A modified hyperplane clustering algorithm allows for efficient and accurate clustering of extremely large datasets

Abstract

Motivation: As the number of publically available microarray experiments increases, the ability to analyze extremely large datasets across multiple experiments becomes critical. There is a requirement to develop algorithms which are fast and can cluster extremely large datasets without affecting the cluster quality. Clustering is an unsupervised exploratory technique applied to microarray data to find similar data structures or expression patterns. Because of the high input/output costs involved and large distance matrices calculated, most of the algomerative clustering algorithms fail on large datasets (30,000 + genes/200 + arrays). In this article, we propose a new two-stage algorithm which partitions the high-dimensional space associated with microarray data using hyperplanes. The first stage is based on the Balanced Iterative Reducing and Clustering using Hierarchies algorithm with the second stage being a conventional k-means clustering technique. This algorithm has been implemented in a software tool (HPCluster) designed to cluster gene expression data. We compared the clustering results using the two-stage hyperplane algorithm with the conventional k-means algorithm from other available programs. Because, the first stage traverses the data in a single scan, the performance and speed increases substantially. The data reduction accomplished in the first stage of the algorithm reduces the memory requirements allowing us to cluster 44,460 genes without failure and significantly decreases the time to complete when compared with popular k-means programs. The software was written in C# (.NET 1.1).

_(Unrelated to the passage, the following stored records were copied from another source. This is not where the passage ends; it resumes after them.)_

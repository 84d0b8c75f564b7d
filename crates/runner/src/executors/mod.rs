mod docker;
mod host;

pub use docker::DockerExecutor;
pub use host::HostExecutor;

use crate::command::{ExitStatus, Receiver};
use runway::{Context, Result, Signal, StreamSender, WorkflowLogType};
use tokio_stream::StreamExt;

/// Exit code reported for processes killed without one.
pub const KILLED_EXIT_CODE: i32 = 137;

#[runway::async_trait]
pub trait Executor: Send + Sync {
  /// Runs one shell step and ends `sender` with its result.
  async fn execute(&self, ctx: Context, sender: StreamSender) -> Result<()>;
}

/// Copies process output into the step stream and ends it with the exit
/// status.
pub(crate) async fn forward(mut receiver: Receiver, sender: &StreamSender) -> ExitStatus {
  while let Some(log) = receiver.next().await {
    match log.log_type {
      WorkflowLogType::Log => sender.log(log.message),
      WorkflowLogType::Error => sender.error(log.message),
    }
  }

  let exit_status = receiver.exit_status().unwrap_or(ExitStatus::Killed);

  match exit_status {
    ExitStatus::Exited(0) => sender.succeeded(),
    ExitStatus::Exited(code) => sender.failed(code),
    ExitStatus::Interrupted(Signal::Cancel) => sender.cancelled(),
    ExitStatus::Interrupted(Signal::Timeout) => sender.timeout(),
    ExitStatus::Killed => sender.failed(KILLED_EXIT_CODE),
  }

  exit_status
}

/// Ends the stream without running anything when the step was stopped
/// before it started.
pub(crate) fn already_stopped(ctx: &Context, sender: &StreamSender) -> bool {
  match ctx.signal.signal() {
    Some(Signal::Cancel) => sender.cancelled(),
    Some(Signal::Timeout) => sender.timeout(),
    None => return false,
  }

  log::trace!("Step {} was stopped before it started", ctx.command.id);
  true
}
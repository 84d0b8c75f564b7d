#[derive(thiserror::Error, Debug)]
pub enum Error {
  /// Malformed workflow document. The run never starts.
  #[error("Invalid workflow definition: {0}")]
  DefinitionError(String),

  #[error("Secret `{0}` not found")]
  SecretNotFound(String),

  #[error("Unresolved output reference `{0}`")]
  UnresolvedOutput(String),

  #[error("Timed out after {0}")]
  Timeout(String),

  #[error("Cancelled: {0}")]
  Cancelled(String),

  #[error("Error while running workflow: {0}")]
  InternalRuntimeError(String),

  #[error("Collaborator error: {0}")]
  CollaboratorError(String),

  #[error("Error: {0}")]
  Error(String),

  #[error("IO error: {0}")]
  IOError(#[from] std::io::Error),

  #[error("Failed to initialize: {0}")]
  InitError(String),

  #[error("Unsupported feature: {0}")]
  UnsupportedFeature(String),
}

impl Error {
  pub fn definition_error<T: ToString>(message: T) -> Self {
    Self::DefinitionError(message.to_string())
  }

  pub fn secret_not_found<T: ToString>(name: T) -> Self {
    Self::SecretNotFound(name.to_string())
  }

  pub fn unresolved_output<T: ToString>(reference: T) -> Self {
    Self::UnresolvedOutput(reference.to_string())
  }

  pub fn timeout(duration: std::time::Duration) -> Self {
    Self::Timeout(humantime::format_duration(duration).to_string())
  }

  pub fn cancelled<T: ToString>(message: T) -> Self {
    Self::Cancelled(message.to_string())
  }

  pub fn internal_runtime_error<T: ToString>(message: T) -> Self {
    Self::InternalRuntimeError(message.to_string())
  }

  pub fn collaborator_error<T: ToString>(message: T) -> Self {
    Self::CollaboratorError(message.to_string())
  }

  pub fn io_error(source: std::io::Error) -> Self {
    Self::IOError(source)
  }

  pub fn unsupported_feature<T: ToString>(message: T) -> Self {
    Self::UnsupportedFeature(message.to_string())
  }

  pub fn init_error<T: ToString>(message: T) -> Self {
    Self::InitError(message.to_string())
  }

  pub fn error<T: ToString>(message: T) -> Self {
    Self::Error(message.to_string())
  }

  pub fn is_definition_error(&self) -> bool {
    matches!(self, Self::DefinitionError(_))
  }
}

// Compare errors in tests
impl PartialEq for Error {
  fn eq(&self, other: &Self) -> bool {
    match (self, other) {
      (Self::DefinitionError(a), Self::DefinitionError(b)) => a == b,
      (Self::SecretNotFound(a), Self::SecretNotFound(b)) => a == b,
      (Self::UnresolvedOutput(a), Self::UnresolvedOutput(b)) => a == b,
      (Self::Timeout(a), Self::Timeout(b)) => a == b,
      (Self::Cancelled(a), Self::Cancelled(b)) => a == b,
      (Self::InternalRuntimeError(a), Self::InternalRuntimeError(b)) => a == b,
      (Self::CollaboratorError(a), Self::CollaboratorError(b)) => a == b,
      (Self::Error(a), Self::Error(b)) => a == b,
      (Self::IOError(a), Self::IOError(b)) => a.kind() == b.kind(),
      (Self::InitError(a), Self::InitError(b)) => a == b,
      (Self::UnsupportedFeature(a), Self::UnsupportedFeature(b)) => a == b,
      _ => false,
    }
  }
}

#[cfg(test)]
mod tests {
  use super::*;
  use std::time::Duration;

  #[test]
  fn test_eq() {
    assert_eq!(
      Error::definition_error("hello"),
      Error::definition_error("hello")
    );
    assert_eq!(
      Error::secret_not_found("TOKEN"),
      Error::secret_not_found("TOKEN")
    );
    assert_eq!(
      Error::io_error(std::io::Error::new(std::io::ErrorKind::Other, "hello")),
      Error::io_error(std::io::Error::new(std::io::ErrorKind::Other, "world"))
    );
    assert_eq!(
      Error::timeout(Duration::from_secs(90)),
      Error::timeout(Duration::from_secs(90))
    );
  }

  #[test]
  fn test_ne() {
    assert_ne!(
      Error::definition_error("hello"),
      Error::definition_error("world")
    );
    assert_ne!(
      Error::unresolved_output("build.digest"),
      Error::secret_not_found("build.digest")
    );
    assert_ne!(Error::error("hello"), Error::init_error("hello"));
  }

  #[test]
  fn test_messages() {
    assert_eq!(
      Error::secret_not_found("REGISTRY_TOKEN").to_string(),
      "Secret `REGISTRY_TOKEN` not found"
    );
    assert_eq!(
      Error::timeout(Duration::from_secs(90)).to_string(),
      "Timed out after 1m 30s"
    );
    assert!(Error::definition_error("x").is_definition_error());
    assert!(!Error::error("x").is_definition_error());
  }
}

Availability: The program is freely available and can be downloaded from http://www.amdcc.org/bioinformatics/bioinformatics.aspx.

Supplementary information: Supplementary data are available at Bioinformatics online.

Fig. 1.

Example distance plot using a random 10% of the experimental microarray dataset to calculate the D_max.

Fig. 2.

Accuracy of clustering algorithms using the simulated dataset. Cluster assignments for each algorithm were recorded 12 times each using both centered and uncentered data. The average ARI was calculated for each algorithm.

Fig. 3.

Stability of the clustering algorithms using experimental data (22 283 genes) and searching for 10 clusters. Cluster assignments for each algorithm were recorded 12 times each. The average ARI was calculated for each pairwise comparison for the 12 results from each algorithm. The median for each algorithm is shown as a horizontal bar. C = centered data, U = uncentered data.

Fig. 4.

Accuracy of the clustering algorithms over a range of cluster sizes. The four cluster 1000 gene 100 array centered simulated dataset was analyzed by each program using varying numbers of clusters with the resulting ARI for each analysis plotted.